I was doing slomo capture of objects being dropped into a small fish tank. I only had a small lighting kit where my largest light was only 750w. To compensate, I placed the lamps mere inches away. By the end of the shoot, the heat melted the top frame of the tank that would normally hold the housing for the tank's light.
Some productions can bring out 10K lamps and larger. They definitely get H O T.
Yeah, 1K, 2K, 5K, 10K are all available lighting options. Really, anything less than 1K, and people would look at you with that "ahh, isn't that cute" for bringing out your Fisher Price Baby's First Light Kit. At least that's what one gaffer told me he called the kits from Lowel that had 500W, 750W, and the big light was 1K. Before LEDs and fluorescent lighting, "hot" lights had that moniker for a reason. Having stuff ruined because of the heat of a light source was not a rare event, especially for noob gaffer/grip types.

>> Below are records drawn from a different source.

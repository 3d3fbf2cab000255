// Copyright (C) 2025 SyncMyOrders Sp. z o.o.
// SPDX-License-Identifier: AGPL-3.0-or-later
//! In-memory coordination service.
//!
//! Candidates are queued per prefix in campaign order and the head of the
//! queue is the leader, which mirrors etcd's lowest-create-revision rule.
//! Closing or expiring a session drops its candidacies.
//!
//! ## Limitations
//!
//! - Single-process only: leadership is not shared across processes
//! - Leases never expire on their own; use [`InMemoryCoordinator::expire_session`]

use std::collections::{HashMap, VecDeque};
use std::sync::{Arc, Mutex, MutexGuard, PoisonError};
use std::time::Duration;

use async_trait::async_trait;
use tokio::sync::watch;
use tokio_util::sync::CancellationToken;
use tracing::debug;

use super::{CoordinationError, Coordinator, Session};

#[derive(Debug)]
struct Candidate {
    lease_id: i64,
    value: String,
}

#[derive(Debug, Default)]
struct State {
    next_lease: i64,
    sessions: HashMap<i64, CancellationToken>,
    candidates: HashMap<String, VecDeque<Candidate>>,
    failing_sessions: usize,
}

#[derive(Debug)]
struct Shared {
    state: Mutex<State>,
    version: watch::Sender<u64>,
}

fn poison_err<T>(_: PoisonError<T>) -> CoordinationError {
    CoordinationError::Unavailable("lock poisoned".to_string())
}

impl Shared {
    fn lock(&self) -> Result<MutexGuard<'_, State>, CoordinationError> {
        self.state.lock().map_err(poison_err)
    }

    fn bump(&self) {
        self.version.send_modify(|v| *v = v.wrapping_add(1));
    }

    fn end_session(&self, lease_id: i64) -> Result<bool, CoordinationError> {
        let ended = {
            let mut state = self.lock()?;
            let token = state.sessions.remove(&lease_id);
            for queue in state.candidates.values_mut() {
                queue.retain(|c| c.lease_id != lease_id);
            }
            state.candidates.retain(|_, q| !q.is_empty());
            token
        };

        match ended {
            Some(token) => {
                token.cancel();
                self.bump();
                debug!(lease_id, "In-memory session ended");
                Ok(true)
            }
            None => Ok(false),
        }
    }
}

/// Process-local [`Coordinator`].
#[derive(Debug, Clone)]
pub struct InMemoryCoordinator {
    shared: Arc<Shared>,
}

impl Default for InMemoryCoordinator {
    fn default() -> Self {
        Self::new()
    }
}

impl InMemoryCoordinator {
    /// Create an empty coordinator.
    pub fn new() -> Self {
        let (version, _) = watch::channel(0);
        Self {
            shared: Arc::new(Shared {
                state: Mutex::new(State {
                    next_lease: 1,
                    ..Default::default()
                }),
                version,
            }),
        }
    }

    /// Make the next `count` session creations fail.
    pub fn fail_next_sessions(&self, count: usize) {
        if let Ok(mut state) = self.shared.lock() {
            state.failing_sessions = count;
        }
    }

    /// Force a session to end as if its lease had expired.
    ///
    /// Returns false if no such session is live.
    pub fn expire_session(&self, lease_id: i64) -> bool {
        self.shared.end_session(lease_id).unwrap_or(false)
    }

    /// Lease of the current leader of `prefix`.
    pub fn leader_lease(&self, prefix: &str) -> Option<i64> {
        let state = self.shared.lock().ok()?;
        state
            .candidates
            .get(prefix)
            .and_then(|q| q.front())
            .map(|c| c.lease_id)
    }

    /// Number of live sessions.
    pub fn session_count(&self) -> usize {
        self.shared.lock().map(|s| s.sessions.len()).unwrap_or(0)
    }
}

#[async_trait]
impl Coordinator for InMemoryCoordinator {
    async fn create_session(&self, _ttl: Duration) -> Result<Box<dyn Session>, CoordinationError> {
        let (lease_id, done) = {
            let mut state = self.shared.lock()?;
            if state.failing_sessions > 0 {
                state.failing_sessions -= 1;
                return Err(CoordinationError::Session(
                    "injected session failure".to_string(),
                ));
            }
            let lease_id = state.next_lease;
            state.next_lease += 1;
            let done = CancellationToken::new();
            state.sessions.insert(lease_id, done.clone());
            (lease_id, done)
        };

        Ok(Box::new(MemorySession {
            shared: self.shared.clone(),
            lease_id,
            done,
        }))
    }

    async fn leader(&self, prefix: &str) -> Result<Option<String>, CoordinationError> {
        let state = self.shared.lock()?;
        Ok(state
            .candidates
            .get(prefix)
            .and_then(|q| q.front())
            .map(|c| c.value.clone()))
    }
}

struct MemorySession {
    shared: Arc<Shared>,
    lease_id: i64,
    done: CancellationToken,
}

impl MemorySession {
    /// Whether this session heads the queue of `prefix`.
    fn is_front(&self, prefix: &str) -> Result<bool, CoordinationError> {
        if self.done.is_cancelled() {
            return Err(CoordinationError::SessionClosed);
        }
        let state = self.shared.lock()?;
        Ok(state
            .candidates
            .get(prefix)
            .and_then(|q| q.front())
            .is_some_and(|c| c.lease_id == self.lease_id))
    }
}

#[async_trait]
impl Session for MemorySession {
    fn lease_id(&self) -> i64 {
        self.lease_id
    }

    fn done(&self) -> CancellationToken {
        self.done.clone()
    }

    async fn campaign(&self, prefix: &str, value: &str) -> Result<(), CoordinationError> {
        {
            let mut state = self.shared.lock()?;
            if self.done.is_cancelled() {
                return Err(CoordinationError::SessionClosed);
            }
            let queue = state.candidates.entry(prefix.to_string()).or_default();
            match queue.iter_mut().find(|c| c.lease_id == self.lease_id) {
                Some(existing) => existing.value = value.to_string(),
                None => queue.push_back(Candidate {
                    lease_id: self.lease_id,
                    value: value.to_string(),
                }),
            }
        }
        self.shared.bump();

        let mut changes = self.shared.version.subscribe();
        loop {
            if self.is_front(prefix)? {
                return Ok(());
            }
            tokio::select! {
                _ = changes.changed() => {}
                _ = self.done.cancelled() => return Err(CoordinationError::SessionClosed),
            }
        }
    }

    async fn close(&self) -> Result<(), CoordinationError> {
        self.shared.end_session(self.lease_id)?;
        Ok(())
    }
}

Well, my biggest light might have only been 750w, but I had three of them running. So, a decent space heater. Only these are more useful, as the heat was generated but also made all of that wonderful light.

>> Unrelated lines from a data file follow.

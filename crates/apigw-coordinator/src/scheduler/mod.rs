// Copyright (C) 2025 SyncMyOrders Sp. z o.o.
// SPDX-License-Identifier: AGPL-3.0-or-later
//! Periodic task scheduler.
//!
//! Keeps a [`CronEngine`] in sync with the periodic task definitions held in
//! a [`PeriodicTaskStore`]. Reconciliation runs on demand through
//! [`PeriodicScheduler::load_tasks`] and automatically as a cron entry of the
//! same engine (every five minutes by default).
//!
//! Per definition:
//!
//! | Registered? | Definition | Action |
//! |---|---|---|
//! | no | enabled | parse cron, add entry, record it in the [`TaskEntryMap`] |
//! | yes | enabled | nothing |
//! | yes | disabled or deleted | remove entry and forget it |
//!
//! A registered task is not re-read, so edits to its cron expression or
//! arguments take effect only after it is disabled and enabled again.
//!
//! Each fired entry decodes its stored arguments and hands them to
//! [`TaskRegistry::dispatch`]. When a [`LeaderElector`] is attached and
//! `leader_only` is set, entries fire only on the current leader.

mod engine;
mod entry_map;
mod store;

pub use engine::{CronEngine, EntryId, parse_cron};
pub use entry_map::TaskEntryMap;
pub use store::{
    InMemoryTaskStore, PeriodicTaskDefinition, PeriodicTaskStore, PostgresTaskStore,
    SqliteTaskStore,
};

use std::collections::HashSet;
use std::sync::atomic::{AtomicU64, Ordering};
use std::sync::{Arc, Mutex, PoisonError, Weak};

use once_cell::sync::OnceCell;
use serde_json::Value;
use tokio::sync::Notify;
use tracing::{debug, error, info, warn};

use crate::election::LeaderElector;
use crate::tasks::TaskRegistry;

/// Periodic scheduling errors.
#[derive(Debug, Clone, PartialEq, Eq, thiserror::Error)]
pub enum ScheduleError {
    /// The cron expression could not be parsed or never fires.
    #[error("invalid cron expression '{expr}': {reason}")]
    InvalidCron {
        /// Offending expression.
        expr: String,
        /// Parser message.
        reason: String,
    },

    /// The engine has shut down.
    #[error("cron engine stopped")]
    EngineStopped,
}

/// Periodic scheduler configuration.
#[derive(Debug, Clone)]
pub struct SchedulerConfig {
    /// Cron expression of the reconciliation job
    pub reload_cron: String,
    /// Only fire periodic tasks on the elected leader
    pub leader_only: bool,
}

impl Default for SchedulerConfig {
    fn default() -> Self {
        Self {
            reload_cron: "*/5 * * * *".to_string(),
            leader_only: true,
        }
    }
}

/// Outcome of one reconciliation pass.
#[derive(Debug, Clone, Copy, Default, PartialEq, Eq)]
pub struct ReloadSummary {
    /// Newly registered tasks
    pub registered: usize,
    /// Tasks removed because they were disabled or deleted
    pub unregistered: usize,
    /// Enabled tasks that could not be registered
    pub failed: usize,
    /// The definitions were read before those of an already applied pass
    /// and were discarded
    pub stale: bool,
}

/// Cron scheduler synchronized with stored task definitions.
///
/// Cheap to clone; clones share the same engine and entry map.
#[derive(Clone)]
pub struct PeriodicScheduler {
    inner: Arc<Inner>,
}

struct Inner {
    engine: CronEngine,
    entries: TaskEntryMap,
    store: Arc<dyn PeriodicTaskStore>,
    registry: Arc<TaskRegistry>,
    leader: Option<LeaderElector>,
    config: SchedulerConfig,
    reload_entry: OnceCell<EntryId>,
    /// Ticket handed to each reload before it reads the store.
    issued: AtomicU64,
    /// Ticket of the newest reload applied so far.
    reconcile: Mutex<u64>,
}

impl PeriodicScheduler {
    /// Create a scheduler that fires tasks on every replica.
    pub fn new(
        store: Arc<dyn PeriodicTaskStore>,
        registry: Arc<TaskRegistry>,
        config: SchedulerConfig,
    ) -> Self {
        Self::build(store, registry, config, None)
    }

    /// Create a scheduler gated on `elector` when `config.leader_only` is set.
    pub fn with_leader(
        store: Arc<dyn PeriodicTaskStore>,
        registry: Arc<TaskRegistry>,
        config: SchedulerConfig,
        elector: LeaderElector,
    ) -> Self {
        let leader = config.leader_only.then_some(elector);
        Self::build(store, registry, config, leader)
    }

    fn build(
        store: Arc<dyn PeriodicTaskStore>,
        registry: Arc<TaskRegistry>,
        config: SchedulerConfig,
        leader: Option<LeaderElector>,
    ) -> Self {
        Self {
            inner: Arc::new(Inner {
                engine: CronEngine::new(),
                entries: TaskEntryMap::new(),
                store,
                registry,
                leader,
                config,
                reload_entry: OnceCell::new(),
                issued: AtomicU64::new(0),
                reconcile: Mutex::new(0),
            }),
        }
    }

    /// Register the reconciliation job. Only the first call has an effect.
    pub fn init(&self) -> Result<(), ScheduleError> {
        self.inner.reload_entry.get_or_try_init(|| {
            let weak: Weak<Inner> = Arc::downgrade(&self.inner);
            let id = self.inner.engine.add(
                "reload-periodic-tasks",
                &self.inner.config.reload_cron,
                move || {
                    let weak = weak.clone();
                    async move {
                        let Some(inner) = weak.upgrade() else {
                            return;
                        };
                        let scheduler = PeriodicScheduler { inner };
                        if let Err(e) = scheduler.load_tasks().await {
                            warn!(error = %e, "Failed to reload periodic tasks");
                        }
                    }
                },
            )?;

            info!(
                reload_cron = %self.inner.config.reload_cron,
                leader_only = self.inner.leader.is_some(),
                "Periodic scheduler initialized"
            );
            Ok::<EntryId, ScheduleError>(id)
        })?;
        Ok(())
    }

    /// Run the timer engine until shutdown is signalled.
    pub async fn run(&self) -> Result<(), ScheduleError> {
        self.init()?;
        self.inner.engine.run().await;
        Ok(())
    }

    /// Get a handle to signal shutdown.
    pub fn shutdown_handle(&self) -> Arc<Notify> {
        self.inner.engine.shutdown_handle()
    }

    /// Reconcile registered entries with the stored definitions.
    ///
    /// A storage failure is returned and leaves every registered task in
    /// place. A task that fails to register is logged and counted; the other
    /// tasks are still processed.
    ///
    /// Overlapping reloads are ordered by the moment they started reading.
    /// A reload whose read started before that of an already applied reload
    /// changes nothing and reports `stale`.
    pub async fn load_tasks(&self) -> crate::error::Result<ReloadSummary> {
        let ticket = self.inner.issued.fetch_add(1, Ordering::SeqCst) + 1;
        let definitions = self.inner.store.find_all().await?;

        let summary = {
            let mut applied = self
                .inner
                .reconcile
                .lock()
                .unwrap_or_else(PoisonError::into_inner);
            if ticket < *applied {
                None
            } else {
                *applied = ticket;
                Some(self.reconcile(&definitions))
            }
        };

        let Some(summary) = summary else {
            debug!(ticket, "Discarding outdated periodic task snapshot");
            return Ok(ReloadSummary {
                stale: true,
                ..Default::default()
            });
        };

        if summary != ReloadSummary::default() {
            info!(
                registered = summary.registered,
                unregistered = summary.unregistered,
                failed = summary.failed,
                active = self.inner.entries.len(),
                "Periodic tasks reloaded"
            );
        } else {
            debug!(active = self.inner.entries.len(), "Periodic tasks unchanged");
        }
        Ok(summary)
    }

    fn reconcile(&self, definitions: &[PeriodicTaskDefinition]) -> ReloadSummary {
        let mut summary = ReloadSummary::default();
        let mut stored = HashSet::with_capacity(definitions.len());

        for task in definitions {
            stored.insert(task.id);

            if !task.enabled {
                if self.unregister(task.id, &task.name) {
                    summary.unregistered += 1;
                }
                continue;
            }

            match self.register(task) {
                Ok(true) => summary.registered += 1,
                Ok(false) => {}
                Err(e) => {
                    summary.failed += 1;
                    error!(
                        task_id = task.id,
                        task = %task.name,
                        cron = %task.cron,
                        error = %e,
                        "Failed to register periodic task"
                    );
                }
            }
        }

        for task_id in self.inner.entries.ids() {
            if !stored.contains(&task_id) && self.unregister(task_id, "<deleted>") {
                summary.unregistered += 1;
            }
        }

        summary
    }

    /// Returns true if a new entry was added.
    fn register(&self, task: &PeriodicTaskDefinition) -> Result<bool, ScheduleError> {
        if self.inner.entries.get(task.id).is_some() {
            return Ok(false);
        }

        info!(
            task_id = task.id,
            task = %task.name,
            cron = %task.cron,
            args = %task.args,
            "Registering periodic task"
        );

        let task_id = task.id;
        let name = Arc::<str>::from(task.name.as_str());
        let args = Arc::<str>::from(task.args.as_str());
        let registry = self.inner.registry.clone();
        let leader = self.inner.leader.clone();

        let entry_id = self.inner.engine.add(&task.name, &task.cron, move || {
            let name = name.clone();
            let args = args.clone();
            let registry = registry.clone();
            let leader = leader.clone();
            async move {
                if let Some(elector) = &leader
                    && !elector.is_leader()
                {
                    debug!(task_id, task = %name, "Not leader, skipping periodic task");
                    return;
                }

                let values: Vec<Value> = match serde_json::from_str(&args) {
                    Ok(values) => values,
                    Err(e) => {
                        error!(task_id, task = %name, error = %e, "Failed to decode periodic task args");
                        return;
                    }
                };

                registry.dispatch(&name, values);
            }
        })?;

        self.inner.entries.set(task.id, entry_id);
        Ok(true)
    }

    /// Returns true if an entry was removed.
    fn unregister(&self, task_id: i64, name: &str) -> bool {
        let Some(entry_id) = self.inner.entries.get(task_id) else {
            return false;
        };

        info!(task_id, task = %name, "Unregistering periodic task");
        self.inner.engine.remove(entry_id);
        self.inner.entries.delete(task_id);
        true
    }

    /// Task ids currently registered.
    pub fn registered_ids(&self) -> Vec<i64> {
        self.inner.entries.ids()
    }

    /// Whether `task_id` is registered.
    pub fn is_registered(&self, task_id: i64) -> bool {
        self.inner.entries.get(task_id).is_some()
    }

    /// Next scheduled run of a registered task.
    pub fn next_run(&self, task_id: i64) -> Option<chrono::DateTime<chrono::Local>> {
        let entry_id = self.inner.entries.get(task_id)?;
        self.inner.engine.next_run(entry_id)
    }

    /// Number of engine entries, including the reconciliation job.
    pub fn engine_entries(&self) -> usize {
        self.inner.engine.len()
    }
}

impl std::fmt::Debug for PeriodicScheduler {
    fn fmt(&self, f: &mut std::fmt::Formatter<'_>) -> std::fmt::Result {
        f.debug_struct("PeriodicScheduler")
            .field("registered", &self.inner.entries.len())
            .field("config", &self.inner.config)
            .finish()
    }
}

Oh I don't know. The aircraft appears to be painted with a dark colored paint; that would naturally absorb any heat energy from the lights, and film set lights are really bright.
Yes, but what about the same place, sitting on the tarmac in hot latitude airport (Singapore, Doha, Las Vegas, etc.) ?
It is a bit puzzling to know that heat from lights could damage windows of an airplane.
Cribbing off [another comment](https://news.ycombinator.com/item?id=38222198), there's as much as 72kW of lighting being focused on a few square meters of the plane's skin. Direct sunlight at noon at the equator is roughly 1kW/m²; the artificial lighting here is well over an order of magnitude brighter than the sun.
Inverse square law should apply to the lights too. The lights may be bright and very hot but each meter away from them would mean a significant drop in the transmitted energy.
SPF 200. Also the heat will dissipate over distance. At a rock concert where the ambient temperature is 32c due to being packed with humans, the heat can’t dissipate at well and so you get 60c on stage. Melt cables. Input jacks. Doc Martin soles.
You’ll often see those giant fans blowing all over the stage. It’s not just for big hair stances, it’s to keep humans alive.
On sets, less humans, more space, so the lights heat will dissipate pretty well after 5-10 feet. However I suspect that a simulator that is simulating the sun using a physical lamp would be using higher power lights to mimic the suns bloom. Even keeping it within operating normals it will get hot.
Some productions can bring out 10K lamps and larger. They definitely get H O T.